Pada jam, kita mengerti bahwa bergerak tak pernah mundur ataupun menetap. Bahwa tak selalu menanti 'kan kembali. - April.

April merobek-robek kertas undangan itu kasar, sisanya memang tak memberikan bekas dimanapun namun nama yang tertara di dalamnya seperti merobek bekas luka di hatinya yang sudah susah payah ia tutupi penuh lebam.

Alvala Pradiaksa

Ya, nama lelaki itu yang tertera di dalam undangan pernikahan itu. Bersandingan dengan.

Mezyza Martharyna

Wanita yang sewaktu kuliah dulu dikenal sebagai wanita tercantik.

Sialnya bagi April adalah nama lelaki itu adalah lelaki yang saat itu begitu lantang menyuarakan perpisahannya dan wanita itu adalah wanita yang katanya lebih membutuhkan Alva ketimbang April.

April memunguti kembali serpihan undangan itu yang berserakan di lantai kafe ini dengan air mata yang menjatuhi setiap pergerakannya.

"Harusnya kamu tak perlu seperti ini." April mendengak, menatap seseorang yang lebih tinggi darinya karena sekarang posisi April berjongkok.

April membuang kembali serpihan undangan itu lalu mengelap air matanya kasar.

Berdiri

Lalu

Memeluk orang di hadapannya erat.

"Septian," keluh April dengan suara parau miliknya yang terdengar begitu menyakitkan.

Septian berdiam, tak membalas ataupun berusaha untuk melepaskan pelukan April. Dia hanya ingin menikmati dekapan April ini, mengingatnya setiap kali tangan April semakin gencar menangkup erat pinggangnya.

"Mau bercerita?" ya, mungkin hanya itu yang bisa Septian tawarkan. Setidaknya dengan bercerita mungkin beban yang entah Septian pun tak mengetahuinya akan membuatnya sedikit berkurang.
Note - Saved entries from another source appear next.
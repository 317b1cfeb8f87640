use std::sync::Arc;
use std::time::Duration;

use tokio::sync::mpsc;
use tokio::time::{interval, MissedTickBehavior};
use tracing::{debug, info, warn};

use crate::context::NodeContext;
use crate::hal::{StorageError, WifiCredentials};
use crate::storage;
use crate::worker::{PauseGate, WorkerKind};

pub const STORAGE_COMMIT_FAILED: &str = "STORAGE_COMMIT_FAILED";

#[derive(Debug, Clone, PartialEq, Eq)]
pub enum StorageRequest {
    SaveCredentials(WifiCredentials),
    Commit,
}

pub struct MaintenanceWorker {
    ctx: Arc<NodeContext>,
    requests: mpsc::Receiver<StorageRequest>,
    dirty: bool,
    commits: u64,
}

impl MaintenanceWorker {
    pub fn new(ctx: Arc<NodeContext>, requests: mpsc::Receiver<StorageRequest>) -> Self {
        Self {
            ctx,
            requests,
            dirty: false,
            commits: 0,
        }
    }

    pub fn is_dirty(&self) -> bool {
        self.dirty
    }

    pub fn commits(&self) -> u64 {
        self.commits
    }

    pub fn open(&self) -> Result<(), StorageError> {
        self.ctx.store.get(storage::WIFI_NAMESPACE, "ssid")?;
        Ok(())
    }

    pub fn handle(&mut self, request: StorageRequest) {
        match request {
            StorageRequest::SaveCredentials(credentials) => {
                match storage::save_credentials(self.ctx.store.as_ref(), &credentials) {
                    Ok(()) => {
                        info!(ssid = %credentials.ssid, "network credentials staged");
                        self.dirty = true;
                    }
                    Err(err) => warn!(%err, "network credentials not stored"),
                }
            }
            StorageRequest::Commit => self.dirty = true,
        }
    }

    pub fn flush(&mut self) -> bool {
        if !self.dirty {
            return false;
        }
        match self.ctx.store.commit() {
            Ok(()) => {
                self.dirty = false;
                self.commits += 1;
                debug!(commits = self.commits, "storage committed");
                true
            }
            Err(err) => {
                warn!(%err, "storage commit failed");
                self.ctx.supervisor.report_error(
                    WorkerKind::StorageMaintenance,
                    STORAGE_COMMIT_FAILED,
                    err.to_string(),
                );
                false
            }
        }
    }

    pub async fn run(mut self, gate: PauseGate) {
        let timing = &self.ctx.config.timing;
        let mut commit_tick = interval(Duration::from_secs(timing.storage_commit_secs.max(1)));
        commit_tick.set_missed_tick_behavior(MissedTickBehavior::Delay);
        let mut heartbeat_tick = interval(Duration::from_secs(timing.storage_heartbeat_secs.max(1)));
        heartbeat_tick.set_missed_tick_behavior(MissedTickBehavior::Delay);
        heartbeat_tick.tick().await;
        info!("storage maintenance running");

        loop {
            gate.checkpoint().await;
            tokio::select! {
                request = self.requests.recv() => match request {
                    Some(request) => self.handle(request),
                    None => {
                        // Senders live in the context, so this only happens on teardown.
                        self.flush();
                        return;
                    }
                },
                _ = commit_tick.tick() => {
                    self.flush();
                }
                _ = heartbeat_tick.tick() => {
                    self.ctx
                        .supervisor
                        .send_heartbeat(WorkerKind::StorageMaintenance, "storage maintenance alive");
                }
            }
        }
    }
}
April melepas pelukannya lalu menggelengkan kepala.

"Sudah, jangan menangis kamu jelek kalau lagi nangis." kata Septian sambil menghapus sisa-sisa air mata April.

April berusaha tersenyum, meski pun tipis.

"Duduk ya," ucap Septian sambil menunutun April kembali duduk di kursi yang tadi ditinggalkannya.

"Sebentar, saya buatkan kopi dulu." Septian beranjak, tersenyum sebelum tangan April menahannya.

"Just sit. Just stay and don't leave." pinta April pada Septian penuh iba. Septian kembali terduduk, memandangi April bingung namun sengaja ia tak mengatakan apapun.

"Dia akan menikah?" kata Septian yang membuat April membulatkan matanya.

"Siapa?"

"Yang menyakitimu itu."

April menarik napasnya dalam, lalu tersenyum masam menatap Septian.

"Saya menantinya, selama itu dihantam rasa sakit. Saya menantinya, selama itu dijatuhi air mata. Saya menantinya tapi layaknya pergerakan jam, meski terhenti diangka yang sama belum tentu membawakan kepulangan. Dan saya masih terus menantinya."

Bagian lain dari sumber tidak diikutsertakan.